Optical mapping unambiguously reveals the correct structures and haplotypes in 22q11.2. Illumina sequencing reads of the 11744C genome map to the hg38 reference genome 22q11.2 sequence. This includes reads mapping to the SD22-3 segmental duplication (mustard). Upon inspection of SD22-3 in the UCSC Genome Browser’s segmental duplication track, reads mapping to several loci within SD22-3 would also map to other segmental duplications in 22q11.2 with > 98% identity. A small section of SD22-3 is indicated in the figure, where reads mapping from 18,560,037 to 18,560,186 would also map to two LCR22D loci with 100% identity. Optical mapping of the 11744C genome indicates the complete absence of SD22-3 in either of its haplotypes (blue contigs) when aligned to the hg38 reference map (green). One haplotype consists of two copies of SD22-4, a previously characterized 160 kbp element, with inverted and reference orientations.

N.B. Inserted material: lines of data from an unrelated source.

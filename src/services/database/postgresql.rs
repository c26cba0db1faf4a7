// PostgreSQL execution and introspection over pooled connections
use anyhow::Context;
use deadpool_postgres::Pool;
use serde_json::{json, Value};
use std::collections::BTreeMap;
use std::time::Duration;
use rust_decimal::prelude::ToPrimitive;
use rust_decimal::Decimal;
use tokio_postgres::types::Type;
use tokio_postgres::Row;

use crate::models::ResultRecord;

const INTROSPECTION_SQL: &str = r#"
    SELECT
        c.table_name::text,
        c.column_name::text,
        c.data_type::text
    FROM information_schema.columns c
    JOIN information_schema.tables t
        ON c.table_name = t.table_name
        AND c.table_schema = t.table_schema
    WHERE c.table_schema = 'public'
        AND t.table_type = 'BASE TABLE'
    ORDER BY c.table_name, c.ordinal_position
"#;

fn describe_error(e: &tokio_postgres::Error) -> String {
    match e.as_db_error() {
        Some(db_error) => format!(
            "Code: {}, Message: {}",
            db_error.code().code(),
            db_error.message()
        ),
        None => e.to_string(),
    }
}

pub async fn read(pool: &Pool, sql: &str, timeout: Duration) -> anyhow::Result<Vec<ResultRecord>> {
    let client = pool
        .get()
        .await
        .context("Failed to get connection from pool")?;

    let rows = tokio::time::timeout(timeout, client.query(sql, &[]))
        .await
        .map_err(|_| anyhow::anyhow!("Query timeout after {} seconds", timeout.as_secs()))?
        .map_err(|e| anyhow::anyhow!("Query execution failed: {}", describe_error(&e)))?;

    Ok(rows.iter().map(row_to_record).collect())
}

pub async fn write(pool: &Pool, sql: &str, timeout: Duration) -> anyhow::Result<u64> {
    let client = pool
        .get()
        .await
        .context("Failed to get connection from pool")?;

    tokio::time::timeout(timeout, client.execute(sql, &[]))
        .await
        .map_err(|_| anyhow::anyhow!("Statement timeout after {} seconds", timeout.as_secs()))?
        .map_err(|e| anyhow::anyhow!("Statement execution failed: {}", describe_error(&e)))
}

pub async fn introspect(pool: &Pool, timeout: Duration) -> anyhow::Result<String> {
    let client = pool
        .get()
        .await
        .context("Failed to get connection from pool")?;

    let rows = tokio::time::timeout(timeout, client.query(INTROSPECTION_SQL, &[]))
        .await
        .map_err(|_| anyhow::anyhow!("Introspection timeout after {} seconds", timeout.as_secs()))?
        .map_err(|e| anyhow::anyhow!("Introspection failed: {}", describe_error(&e)))?;

    let mut tables: BTreeMap<String, Vec<String>> = BTreeMap::new();
    for row in &rows {
        let table: String = row.try_get(0)?;
        let column: String = row.try_get(1)?;
        let data_type: String = row.try_get(2)?;
        tables
            .entry(table)
            .or_default()
            .push(format!("{} {}", column, data_type));
    }

    Ok(render_tables(&tables))
}

/// `table(col type, ...)` per line
pub fn render_tables(tables: &BTreeMap<String, Vec<String>>) -> String {
    tables
        .iter()
        .map(|(table, columns)| format!("{}({})\n", table, columns.join(", ")))
        .collect()
}

fn row_to_record(row: &Row) -> ResultRecord {
    let mut record = ResultRecord::new();
    for (idx, column) in row.columns().iter().enumerate() {
        record.insert(column.name().to_string(), column_value(row, idx, column.type_()));
    }
    record
}

fn column_value(row: &Row, idx: usize, ty: &Type) -> Value {
    fn opt<T: Into<Value>>(value: Result<Option<T>, tokio_postgres::Error>) -> Value {
        match value {
            Ok(Some(v)) => v.into(),
            _ => Value::Null,
        }
    }

    match *ty {
        Type::INT2 => opt(row.try_get::<_, Option<i16>>(idx)),
        Type::INT4 => opt(row.try_get::<_, Option<i32>>(idx)),
        Type::INT8 => opt(row.try_get::<_, Option<i64>>(idx)),
        Type::FLOAT4 => opt(row.try_get::<_, Option<f32>>(idx)),
        Type::FLOAT8 => opt(row.try_get::<_, Option<f64>>(idx)),
        Type::BOOL => opt(row.try_get::<_, Option<bool>>(idx)),
        Type::TIMESTAMP => match row.try_get::<_, Option<chrono::NaiveDateTime>>(idx) {
            Ok(Some(v)) => json!(v.to_string()),
            _ => Value::Null,
        },
        Type::TIMESTAMPTZ => match row.try_get::<_, Option<chrono::DateTime<chrono::Utc>>>(idx) {
            Ok(Some(v)) => json!(v.to_rfc3339()),
            _ => Value::Null,
        },
        Type::DATE => match row.try_get::<_, Option<chrono::NaiveDate>>(idx) {
            Ok(Some(v)) => json!(v.to_string()),
            _ => Value::Null,
        },
        Type::TIME => match row.try_get::<_, Option<chrono::NaiveTime>>(idx) {
            Ok(Some(v)) => json!(v.to_string()),
            _ => Value::Null,
        },
        Type::NUMERIC => match row.try_get::<_, Option<Decimal>>(idx) {
            Ok(Some(v)) => decimal_to_json(v),
            // NaN and values beyond 96 bits do not fit a Decimal
            _ => Value::Null,
        },
        Type::UUID => match row.try_get::<_, Option<uuid::Uuid>>(idx) {
            Ok(Some(v)) => json!(v.to_string()),
            _ => Value::Null,
        },
        Type::JSON | Type::JSONB => match row.try_get::<_, Option<Value>>(idx) {
            Ok(Some(v)) => v,
            _ => Value::Null,
        },
        Type::TEXT_ARRAY | Type::VARCHAR_ARRAY => array(row.try_get::<_, Option<Vec<Option<String>>>>(idx)),
        Type::INT2_ARRAY => array(row.try_get::<_, Option<Vec<Option<i16>>>>(idx)),
        Type::INT4_ARRAY => array(row.try_get::<_, Option<Vec<Option<i32>>>>(idx)),
        Type::INT8_ARRAY => array(row.try_get::<_, Option<Vec<Option<i64>>>>(idx)),
        Type::FLOAT8_ARRAY => array(row.try_get::<_, Option<Vec<Option<f64>>>>(idx)),
        Type::BOOL_ARRAY => array(row.try_get::<_, Option<Vec<Option<bool>>>>(idx)),
        _ => match row.try_get::<_, Option<String>>(idx) {
            Ok(Some(v)) => json!(v),
            Ok(None) => Value::Null,
            // Types without a text mapping are shown by name
            Err(_) => json!(format!("<{}>", ty.name())),
        },
    }
}

fn array<T: Into<Value>>(value: Result<Option<Vec<Option<T>>>, tokio_postgres::Error>) -> Value {
    match value {
        Ok(Some(items)) => Value::Array(
            items
                .into_iter()
                .map(|item| item.map_or(Value::Null, Into::into))
                .collect(),
        ),
        _ => Value::Null,
    }
}

/// Whole numbers become JSON integers, the rest JSON floats. Values that
/// fit neither keep their exact decimal text.
fn decimal_to_json(value: Decimal) -> Value {
    if value.fract().is_zero() {
        if let Some(integer) = value.to_i64() {
            return json!(integer);
        }
    }
    match value.to_f64().and_then(serde_json::Number::from_f64) {
        Some(number) => Value::Number(number),
        None => json!(value.to_string()),
    }
}
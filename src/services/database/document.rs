use mongodb::Client;
use serde_json::Value;
use std::collections::HashMap;
use std::sync::{Arc, PoisonError, RwLock};

use crate::models::ResultRecord;
use crate::services::database::{mongo, DocumentAdapter, MemoryDocumentStore};

enum DocumentBackend<'a> {
    Mongo(Client),
    Memory(&'a MemoryDocumentStore),
}

/// Document adapter over every attached document store. Stores attached
/// with a MongoDB client go to that deployment; the rest are served by the
/// in-process store.
pub struct DocumentConnections {
    memory: Arc<MemoryDocumentStore>,
    mongo: RwLock<HashMap<String, Client>>,
}

impl DocumentConnections {
    pub fn new(memory: Arc<MemoryDocumentStore>) -> Self {
        Self {
            memory,
            mongo: RwLock::new(HashMap::new()),
        }
    }

    pub fn memory(&self) -> &Arc<MemoryDocumentStore> {
        &self.memory
    }

    /// Connect a MongoDB store. Returns the default database named in the
    /// connection string, if any.
    pub async fn attach_mongo(&self, store: &str, uri: &str) -> anyhow::Result<Option<String>> {
        let client = mongo::connect(uri).await?;
        let default_database = client.default_database().map(|db| db.name().to_string());

        let mut clients = self.mongo.write().unwrap_or_else(PoisonError::into_inner);
        clients.insert(store.to_string(), client);
        Ok(default_database)
    }

    pub fn is_mongo(&self, store: &str) -> bool {
        let clients = self.mongo.read().unwrap_or_else(PoisonError::into_inner);
        clients.contains_key(store)
    }

    fn backend(&self, store: &str) -> DocumentBackend<'_> {
        let clients = self.mongo.read().unwrap_or_else(PoisonError::into_inner);
        match clients.get(store) {
            Some(client) => DocumentBackend::Mongo(client.clone()),
            None => DocumentBackend::Memory(&self.memory),
        }
    }
}

#[async_trait::async_trait]
impl DocumentAdapter for DocumentConnections {
    async fn find(
        &self,
        store: &str,
        database: &str,
        collection: &str,
        filter: &Value,
    ) -> anyhow::Result<Vec<ResultRecord>> {
        match self.backend(store) {
            DocumentBackend::Mongo(client) => mongo::find(&client, database, collection, filter).await,
            DocumentBackend::Memory(memory) => memory.find(store, database, collection, filter).await,
        }
    }

    async fn insert(
        &self,
        store: &str,
        database: &str,
        collection: &str,
        document: &Value,
    ) -> anyhow::Result<Vec<ResultRecord>> {
        match self.backend(store) {
            DocumentBackend::Mongo(client) => mongo::insert(&client, database, collection, document).await,
            DocumentBackend::Memory(memory) => memory.insert(store, database, collection, document).await,
        }
    }

    async fn update(
        &self,
        store: &str,
        database: &str,
        collection: &str,
        filter: &Value,
        update: &Value,
    ) -> anyhow::Result<Vec<ResultRecord>> {
        match self.backend(store) {
            DocumentBackend::Mongo(client) => {
                mongo::update(&client, database, collection, filter, update).await
            }
            DocumentBackend::Memory(memory) => {
                memory.update(store, database, collection, filter, update).await
            }
        }
    }

    async fn delete(
        &self,
        store: &str,
        database: &str,
        collection: &str,
        filter: &Value,
    ) -> anyhow::Result<Vec<ResultRecord>> {
        match self.backend(store) {
            DocumentBackend::Mongo(client) => mongo::delete(&client, database, collection, filter).await,
            DocumentBackend::Memory(memory) => memory.delete(store, database, collection, filter).await,
        }
    }

    async fn aggregate(
        &self,
        store: &str,
        database: &str,
        collection: &str,
        pipeline: &[Value],
    ) -> anyhow::Result<Vec<ResultRecord>> {
        match self.backend(store) {
            DocumentBackend::Mongo(client) => {
                mongo::aggregate(&client, database, collection, pipeline).await
            }
            DocumentBackend::Memory(memory) => {
                memory.aggregate(store, database, collection, pipeline).await
            }
        }
    }

    async fn introspect(&self, store: &str, database: &str) -> anyhow::Result<String> {
        match self.backend(store) {
            DocumentBackend::Mongo(client) => mongo::introspect(&client, database).await,
            DocumentBackend::Memory(memory) => memory.introspect(store, database).await,
        }
    }
}

#[cfg(test)]
mod tests {
    use super::*;
    use serde_json::json;

    fn connections() -> DocumentConnections {
        let memory = Arc::new(MemoryDocumentStore::new());
        memory.seed(
            "lms_db",
            "lms",
            "courses",
            vec![json!({"title": "Rust 101", "duration": 10})],
        );
        DocumentConnections::new(memory)
    }

    #[tokio::test]
    async fn test_unattached_mongo_store_falls_back_to_memory() {
        let docs = connections();
        assert!(!docs.is_mongo("lms_db"));

        let rows = docs.find("lms_db", "lms", "courses", &json!({})).await.unwrap();
        assert_eq!(rows.len(), 1);
        assert!(docs.introspect("lms_db", "lms").await.unwrap().contains("courses("));
    }

    #[tokio::test]
    async fn test_attach_mongo_rejects_bad_uri() {
        let docs = connections();
        assert!(docs.attach_mongo("catalog", "http://localhost:27017").await.is_err());
        assert!(!docs.is_mongo("catalog"));
    }
}
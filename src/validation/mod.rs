pub mod query_validator;

pub use query_validator::*;
use axum::{
    extract::{Path, State},
    Json,
};
use chrono::Utc;
use std::collections::BTreeMap;

use crate::api::handlers::AppState;
use crate::api::middleware::AppError;
use crate::models::SchemaRefreshResponse;

/// Cached schema text per store plus the aggregated block sent to generation
pub async fn get_schemas(State(state): State<AppState>) -> Json<serde_json::Value> {
    let schemas: BTreeMap<String, String> = state.schemas.cache().get_all().into_iter().collect();

    Json(serde_json::json!({
        "schemas": schemas,
        "aggregated": state.schemas.aggregated_schema(),
    }))
}

/// Re-introspect every registered store
pub async fn refresh_schemas(State(state): State<AppState>) -> Json<SchemaRefreshResponse> {
    let report = state.schemas.introspect_all().await;

    Json(SchemaRefreshResponse {
        refreshed: report.refreshed,
        failed: report.failed,
        refreshed_at: Utc::now(),
    })
}

/// Re-introspect one store
pub async fn refresh_schema(
    State(state): State<AppState>,
    Path(name): Path<String>,
) -> Result<Json<serde_json::Value>, AppError> {
    let store = state
        .registry
        .get(&name)
        .ok_or_else(|| AppError::NotFound(format!("Store {} not found", name)))?;

    let schema = state.schemas.introspect(&store).await?;

    Ok(Json(serde_json::json!({
        "store": name,
        "schema": schema,
    })))
}

/// Drop one store's cached schema so the next access re-introspects it
pub async fn evict_schema(
    State(state): State<AppState>,
    Path(name): Path<String>,
) -> Result<Json<serde_json::Value>, AppError> {
    if state.registry.get(&name).is_none() {
        return Err(AppError::NotFound(format!("Store {} not found", name)));
    }
    let evicted = state.schemas.cache().remove(&name);

    Ok(Json(serde_json::json!({
        "store": name,
        "evicted": evicted,
    })))
}

/// Drop every cached schema; the next access re-introspects
pub async fn clear_schemas(State(state): State<AppState>) -> Json<serde_json::Value> {
    let cache = state.schemas.cache();
    let cleared = cache.size();
    cache.clear();

    Json(serde_json::json!({ "cleared": cleared }))
}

The other haplotype consists of three copies of SD22-4, all inverted relative to the reference. Anchor regions outside the segmental duplications (green) validate correct mapping of contigs, providing clear evidence of these two haplotypes, demonstrating that SD22-3 does not exist as a gross structure in this genome as Illumina short reads incorrectly indicated.